DATA PROVIDED:

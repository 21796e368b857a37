use bytes::Bytes;
use tokio::io::{AsyncReadExt, AsyncWriteExt};
use tokio::net::{TcpListener, TcpStream};
use tokio::sync::mpsc::{self, UnboundedSender};

use zipdis::connection::Connection;
use zipdis::frame::Frame;

async fn create_tcp_connection() -> Result<(UnboundedSender<Vec<u8>>, TcpStream), std::io::Error> {
    let listener = TcpListener::bind("127.0.0.1:0").await?;
    let local_addr = listener.local_addr()?;

    let (tx, mut rx) = mpsc::unbounded_channel::<Vec<u8>>();

    tokio::spawn(async move {
        if let Ok((mut socket, _)) = listener.accept().await {
            while let Some(data) = rx.recv().await {
                // Write the received channel data to the socket.
                if socket.write_all(&data).await.is_err() {
                    break;
                }
            }
        }
    });

    // Connect to the server as a client to complete the setup.
    let stream = TcpStream::connect(local_addr).await?;

    Ok((tx, stream))
}

#[tokio::test]
async fn test_parse_single_frames() {
    let (tcp_stream_tx, tcp_stream) = create_tcp_connection().await.unwrap();
    let mut connection = Connection::new(tcp_stream);

    tcp_stream_tx.send(b"+OK\r\n".to_vec()).unwrap();
    tcp_stream_tx.send(b"-Error message\r\n".to_vec()).unwrap();
    tcp_stream_tx.send(b":1000\r\n".to_vec()).unwrap();
    tcp_stream_tx.send(b"$5\r\nhello\r\n".to_vec()).unwrap();
    tcp_stream_tx.send(b"$-1\r\n".to_vec()).unwrap();

    let expected = [
        Frame::Simple("OK".to_string()),
        Frame::Error("Error message".to_string()),
        Frame::Integer(1000),
        Frame::Bulk(Bytes::from("hello")),
        Frame::Null,
    ];
    for expected in expected {
        let actual = connection.read_frame().await.unwrap();
        assert_eq!(actual, Some(expected));
    }
}

#[tokio::test]
async fn test_parse_multiple_commands_sequentially() {
    let (tcp_stream_tx, tcp_stream) = create_tcp_connection().await.unwrap();
    let mut connection = Connection::new(tcp_stream);

    let array_1 = b"*3\r\n$5\r\nRPUSH\r\n$6\r\nmylist\r\n$1\r\na\r\n";
    let array_2 = b"*2\r\n$4\r\nLLEN\r\n$6\r\nmylist\r\n";

    // Both commands arrive in a single write.
    tcp_stream_tx
        .send([&array_1[..], &array_2[..]].concat())
        .unwrap();

    let actual = connection.read_frame().await.unwrap();
    let expected = Some(Frame::Array(vec![
        Frame::Bulk(Bytes::from("RPUSH")),
        Frame::Bulk(Bytes::from("mylist")),
        Frame::Bulk(Bytes::from("a")),
    ]));
    assert_eq!(actual, expected);

    let actual = connection.read_frame().await.unwrap();
    let expected = Some(Frame::Array(vec![
        Frame::Bulk(Bytes::from("LLEN")),
        Frame::Bulk(Bytes::from("mylist")),
    ]));
    assert_eq!(actual, expected);
}

#[tokio::test]
async fn test_parse_incomplete_frame() {
    let (tcp_stream_tx, tcp_stream) = create_tcp_connection().await.unwrap();
    let mut connection = Connection::new(tcp_stream);

    // Command split into three parts to simulate partial/incomplete data sending. The split
    // points fall inside a bulk payload that itself contains CRLF.
    let part1 = b"*3\r\n$5\r\nRPU";
    let part2 = b"SH\r\n$6\r\nmylist\r\n$7\r\nmy\r";
    let part3 = b"\nval\r\n";

    tokio::spawn(async move {
        let parts = vec![part1.to_vec(), part2.to_vec(), part3.to_vec()];
        for part in parts {
            tcp_stream_tx.send(part).unwrap();
            // Simulate a delay in sending/receiving the data.
            tokio::time::sleep(tokio::time::Duration::from_millis(100)).await;
        }
    });

    let actual = connection.read_frame().await.unwrap();
    let expected = Some(Frame::Array(vec![
        Frame::Bulk(Bytes::from("RPUSH")),
        Frame::Bulk(Bytes::from("mylist")),
        Frame::Bulk(Bytes::from("my\r\nval")),
    ]));
    assert_eq!(actual, expected);
}

#[tokio::test]
async fn test_closed_connection() {
    let (tcp_stream_tx, tcp_stream) = create_tcp_connection().await.unwrap();
    let mut connection = Connection::new(tcp_stream);

    tcp_stream_tx.send(b"+OK\r\n".to_vec()).unwrap();
    drop(tcp_stream_tx);

    let actual = connection.read_frame().await.unwrap();
    assert_eq!(actual, Some(Frame::Simple("OK".to_string())));

    assert_eq!(connection.read_frame().await.unwrap(), None);
}

#[tokio::test]
async fn test_write_frame() {
    let listener = TcpListener::bind("127.0.0.1:0").await.unwrap();
    let local_addr = listener.local_addr().unwrap();

    let reader = tokio::spawn(async move {
        let (mut socket, _) = listener.accept().await.unwrap();
        let mut received = vec![];
        socket.read_to_end(&mut received).await.unwrap();
        received
    });

    let stream = TcpStream::connect(local_addr).await.unwrap();
    let mut connection = Connection::new(stream);
    connection
        .write_frame(Frame::Array(vec![
            Frame::Integer(2),
            Frame::Bulk(Bytes::from("two")),
        ]))
        .await
        .unwrap();
    drop(connection);

    let received = reader.await.unwrap();
    assert_eq!(received, b"*2\r\n:2\r\n$3\r\ntwo\r\n".to_vec());
}
use std::str::FromStr;

use bytes::Bytes;
use strum_macros::EnumString;

use crate::commands::executable::Executable;
use crate::commands::{CommandParser, CommandParserError};
use crate::frame::Frame;
use crate::store::Store;
use crate::Error;

/// Inserts `element` in the list stored at `key` either before or after the reference value
/// `pivot`.
///
/// When `key` does not exist, it is considered an empty list and no operation is performed.
///
/// Ref: <https://redis.io/docs/latest/commands/linsert>
#[derive(Debug, PartialEq)]
pub struct Linsert {
    pub key: String,
    pub position: Position,
    pub pivot: Bytes,
    pub element: Bytes,
}

#[derive(Debug, Clone, Copy, PartialEq, EnumString)]
#[strum(ascii_case_insensitive)]
pub enum Position {
    Before,
    After,
}

impl Executable for Linsert {
    fn exec(self, store: Store) -> Result<Frame, Error> {
        let mut state = store.lock();
        let list = match state.get_mut(&self.key) {
            Some(list) => list,
            None => return Ok(Frame::Integer(0)),
        };

        let pivot = match list.find(&self.pivot)? {
            Some(entry) => entry.offset,
            None => return Ok(Frame::Integer(-1)),
        };

        match self.position {
            Position::Before => list.insert_before(pivot, &self.element)?,
            Position::After => list.insert_after(pivot, &self.element)?,
        };

        Ok(Frame::Integer(list.len()? as i64))
    }
}

impl TryFrom<&mut CommandParser> for Linsert {
    type Error = Error;

    fn try_from(parser: &mut CommandParser) -> Result<Self, Self::Error> {
        let key = parser.next_string()?;

        let position = parser.next_string()?;
        let position = Position::from_str(&position).map_err(|_| {
            CommandParserError::InvalidCommandArgument {
                command: "LINSERT".to_string(),
                argument: position,
            }
        })?;

        let pivot = parser.next_bytes()?;
        let element = parser.next_bytes()?;

        Ok(Self {
            key,
            position,
            pivot,
            element,
        })
    }
}
use bytes::Bytes;

use crate::commands::executable::Executable;
use crate::commands::CommandParser;
use crate::frame::Frame;
use crate::store::Store;
use crate::Error;

/// Insert all the specified values at the head of the list stored at `key`. If `key` does not
/// exist, it is created as empty list before performing the push operations.
///
/// Elements are inserted one after the other to the head of the list, from the leftmost element
/// to the rightmost element. So `LPUSH mylist a b c` results in a list containing `c` as first
/// element, `b` as second element and `a` as third element.
///
/// Ref: <https://redis.io/docs/latest/commands/lpush>
#[derive(Debug, PartialEq)]
pub struct Lpush {
    pub key: String,
    pub values: Vec<Bytes>,
}

impl Executable for Lpush {
    fn exec(self, store: Store) -> Result<Frame, Error> {
        let mut state = store.lock();

        let list = state.list_mut(&self.key);
        let pushed = self
            .values
            .iter()
            .try_for_each(|value| list.push_head(value).map(|_| ()));
        let len = list.len();

        state.remove_if_empty(&self.key);
        pushed?;

        Ok(Frame::Integer(len? as i64))
    }
}

impl TryFrom<&mut CommandParser> for Lpush {
    type Error = Error;

    fn try_from(parser: &mut CommandParser) -> Result<Self, Self::Error> {
        let key = parser.next_string()?;
        let values = parser.remaining_bytes()?;
        Ok(Self { key, values })
    }
}

#[cfg(test)]
mod tests {
    use bytes::Bytes;

    use crate::commands::{Command, CommandParserError};

    use super::*;

    #[test]
    fn push_multiple_values() {
        let store = Store::new();

        let frame = Frame::Array(vec![
            Frame::Bulk(Bytes::from("LPUSH")),
            Frame::Bulk(Bytes::from("mylist")),
            Frame::Bulk(Bytes::from("a")),
            Frame::Bulk(Bytes::from("b")),
            Frame::Bulk(Bytes::from("3")),
        ]);
        let cmd = Command::try_from(frame).unwrap();
        assert_eq!(
            cmd,
            Command::Lpush(Lpush {
                key: "mylist".to_string(),
                values: vec![Bytes::from("a"), Bytes::from("b"), Bytes::from("3")],
            })
        );

        let res = cmd.exec(store.clone()).unwrap();
        assert_eq!(res, Frame::Integer(3));

        let state = store.lock();
        let items: Vec<Bytes> = state
            .get("mylist")
            .unwrap()
            .iter()
            .map(|e| e.unwrap().value.to_bytes())
            .collect();
        assert_eq!(
            items,
            vec![Bytes::from("3"), Bytes::from("b"), Bytes::from("a")]
        );
    }

    #[test]
    fn push_onto_existing_list() {
        let store = Store::new();
        store.lock().list_mut("mylist").push_tail(b"x").unwrap();

        let frame = Frame::Array(vec![
            Frame::Bulk(Bytes::from("LPUSH")),
            Frame::Bulk(Bytes::from("mylist")),
            Frame::Bulk(Bytes::from("y")),
        ]);
        let res = Command::try_from(frame).unwrap().exec(store.clone()).unwrap();

        assert_eq!(res, Frame::Integer(2));
    }

    #[test]
    fn missing_values() {
        let frame = Frame::Array(vec![
            Frame::Bulk(Bytes::from("LPUSH")),
            Frame::Bulk(Bytes::from("mylist")),
        ]);
        let err = Command::try_from(frame).err().unwrap();
        let err = err.downcast_ref::<CommandParserError>().unwrap();

        assert_eq!(*err, CommandParserError::EndOfStream);
    }
}
pub mod codec;
pub mod commands;
pub mod config;
pub mod connection;
pub mod frame;
pub mod server;
pub mod store;
pub mod ziplist;

pub type Error = Box<dyn std::error::Error + Send + Sync>;
pub type Result<T> = std::result::Result<T, Error>;
use crate::commands::executable::Executable;
use crate::commands::lpop::{pop, End};
use crate::commands::CommandParser;
use crate::frame::Frame;
use crate::store::Store;
use crate::Error;

/// Removes and returns the last element of the list stored at `key`.
///
/// Ref: <https://redis.io/docs/latest/commands/rpop>
#[derive(Debug, PartialEq)]
pub struct Rpop {
    pub key: String,
}

impl Executable for Rpop {
    fn exec(self, store: Store) -> Result<Frame, Error> {
        pop(store, &self.key, End::Tail)
    }
}

impl TryFrom<&mut CommandParser> for Rpop {
    type Error = Error;

    fn try_from(parser: &mut CommandParser) -> Result<Self, Self::Error> {
        let key = parser.next_string()?;
        parser.finish("RPOP")?;
        Ok(Self { key })
    }
}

YOUR GOAL: Where a line of the data contains "sending", copy that line.

RESPONSE FOR THIS EXERCISE:
    // Command split into three parts to simulate partial/incomplete data sending. The split
            // Simulate a delay in sending/receiving the data.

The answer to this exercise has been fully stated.